▸ **Exercise**
Every line of the listing that holds the word "BTreeSet" should be returned.

##### Records to use

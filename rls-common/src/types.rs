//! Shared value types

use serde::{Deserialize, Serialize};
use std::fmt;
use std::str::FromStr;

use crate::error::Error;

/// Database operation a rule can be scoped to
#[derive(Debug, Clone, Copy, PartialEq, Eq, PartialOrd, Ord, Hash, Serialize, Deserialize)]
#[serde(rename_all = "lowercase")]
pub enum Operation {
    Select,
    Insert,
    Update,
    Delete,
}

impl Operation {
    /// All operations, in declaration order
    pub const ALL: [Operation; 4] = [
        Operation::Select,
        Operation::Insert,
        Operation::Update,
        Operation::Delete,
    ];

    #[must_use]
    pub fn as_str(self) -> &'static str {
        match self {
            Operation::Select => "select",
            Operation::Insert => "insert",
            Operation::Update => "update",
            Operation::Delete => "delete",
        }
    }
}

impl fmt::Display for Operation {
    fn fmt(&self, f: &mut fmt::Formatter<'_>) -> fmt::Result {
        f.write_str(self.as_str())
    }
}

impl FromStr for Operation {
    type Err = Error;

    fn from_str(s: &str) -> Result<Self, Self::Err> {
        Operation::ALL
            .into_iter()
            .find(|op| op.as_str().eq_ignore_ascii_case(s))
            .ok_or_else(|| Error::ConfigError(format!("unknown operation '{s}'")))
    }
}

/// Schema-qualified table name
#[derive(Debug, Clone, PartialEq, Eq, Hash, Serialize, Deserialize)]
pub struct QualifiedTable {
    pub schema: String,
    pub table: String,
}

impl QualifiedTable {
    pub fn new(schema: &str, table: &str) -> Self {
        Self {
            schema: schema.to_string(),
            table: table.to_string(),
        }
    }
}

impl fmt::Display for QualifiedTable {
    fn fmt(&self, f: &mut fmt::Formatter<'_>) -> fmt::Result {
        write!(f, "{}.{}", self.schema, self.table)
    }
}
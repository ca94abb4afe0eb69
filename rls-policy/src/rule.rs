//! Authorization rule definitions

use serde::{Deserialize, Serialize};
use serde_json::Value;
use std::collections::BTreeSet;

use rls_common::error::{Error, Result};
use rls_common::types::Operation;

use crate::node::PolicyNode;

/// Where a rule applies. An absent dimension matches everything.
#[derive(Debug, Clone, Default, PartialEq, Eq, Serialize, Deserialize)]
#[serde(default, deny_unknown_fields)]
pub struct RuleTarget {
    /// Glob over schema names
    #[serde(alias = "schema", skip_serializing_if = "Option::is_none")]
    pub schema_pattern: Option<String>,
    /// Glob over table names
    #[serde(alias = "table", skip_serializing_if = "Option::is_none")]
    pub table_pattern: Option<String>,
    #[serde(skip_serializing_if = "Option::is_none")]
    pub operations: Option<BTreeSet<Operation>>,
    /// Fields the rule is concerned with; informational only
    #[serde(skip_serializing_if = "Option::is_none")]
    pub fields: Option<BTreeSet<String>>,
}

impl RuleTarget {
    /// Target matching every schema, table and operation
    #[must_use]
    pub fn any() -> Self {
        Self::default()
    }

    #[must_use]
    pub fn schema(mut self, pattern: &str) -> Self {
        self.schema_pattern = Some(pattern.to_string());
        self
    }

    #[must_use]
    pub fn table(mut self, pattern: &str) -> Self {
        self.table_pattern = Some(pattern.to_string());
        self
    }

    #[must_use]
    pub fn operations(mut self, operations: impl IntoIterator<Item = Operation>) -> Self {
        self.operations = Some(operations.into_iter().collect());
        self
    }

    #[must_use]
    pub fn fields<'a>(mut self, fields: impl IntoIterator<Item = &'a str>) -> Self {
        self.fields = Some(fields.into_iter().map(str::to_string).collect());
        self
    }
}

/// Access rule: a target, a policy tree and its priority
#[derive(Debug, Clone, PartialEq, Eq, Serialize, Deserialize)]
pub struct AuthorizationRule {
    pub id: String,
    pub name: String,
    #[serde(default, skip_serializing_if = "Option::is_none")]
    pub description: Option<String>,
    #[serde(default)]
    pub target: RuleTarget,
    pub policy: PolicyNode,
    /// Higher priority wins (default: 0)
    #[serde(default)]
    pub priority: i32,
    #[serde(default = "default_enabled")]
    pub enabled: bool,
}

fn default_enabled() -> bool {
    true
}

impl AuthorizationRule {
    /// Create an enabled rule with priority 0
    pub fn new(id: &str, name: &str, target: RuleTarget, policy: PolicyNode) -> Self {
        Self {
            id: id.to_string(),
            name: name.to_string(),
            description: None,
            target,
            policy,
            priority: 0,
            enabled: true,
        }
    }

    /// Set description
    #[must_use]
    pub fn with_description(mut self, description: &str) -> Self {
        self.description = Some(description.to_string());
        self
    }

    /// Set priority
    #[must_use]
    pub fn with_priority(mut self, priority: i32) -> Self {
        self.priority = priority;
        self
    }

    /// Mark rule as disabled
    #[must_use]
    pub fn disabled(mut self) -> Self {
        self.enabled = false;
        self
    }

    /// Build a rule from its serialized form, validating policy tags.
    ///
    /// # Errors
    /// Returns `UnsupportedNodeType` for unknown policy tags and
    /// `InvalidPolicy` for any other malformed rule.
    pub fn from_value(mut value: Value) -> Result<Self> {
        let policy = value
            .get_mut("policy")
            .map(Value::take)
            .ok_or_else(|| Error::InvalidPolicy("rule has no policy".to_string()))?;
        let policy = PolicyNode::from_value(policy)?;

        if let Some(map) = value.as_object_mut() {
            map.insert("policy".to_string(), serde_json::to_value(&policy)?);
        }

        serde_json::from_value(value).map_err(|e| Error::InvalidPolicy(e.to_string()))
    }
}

##########

▸ **Finished exercise**
use std::collections::BTreeSet;
    pub operations: Option<BTreeSet<Operation>>,
    pub fields: Option<BTreeSet<String>>,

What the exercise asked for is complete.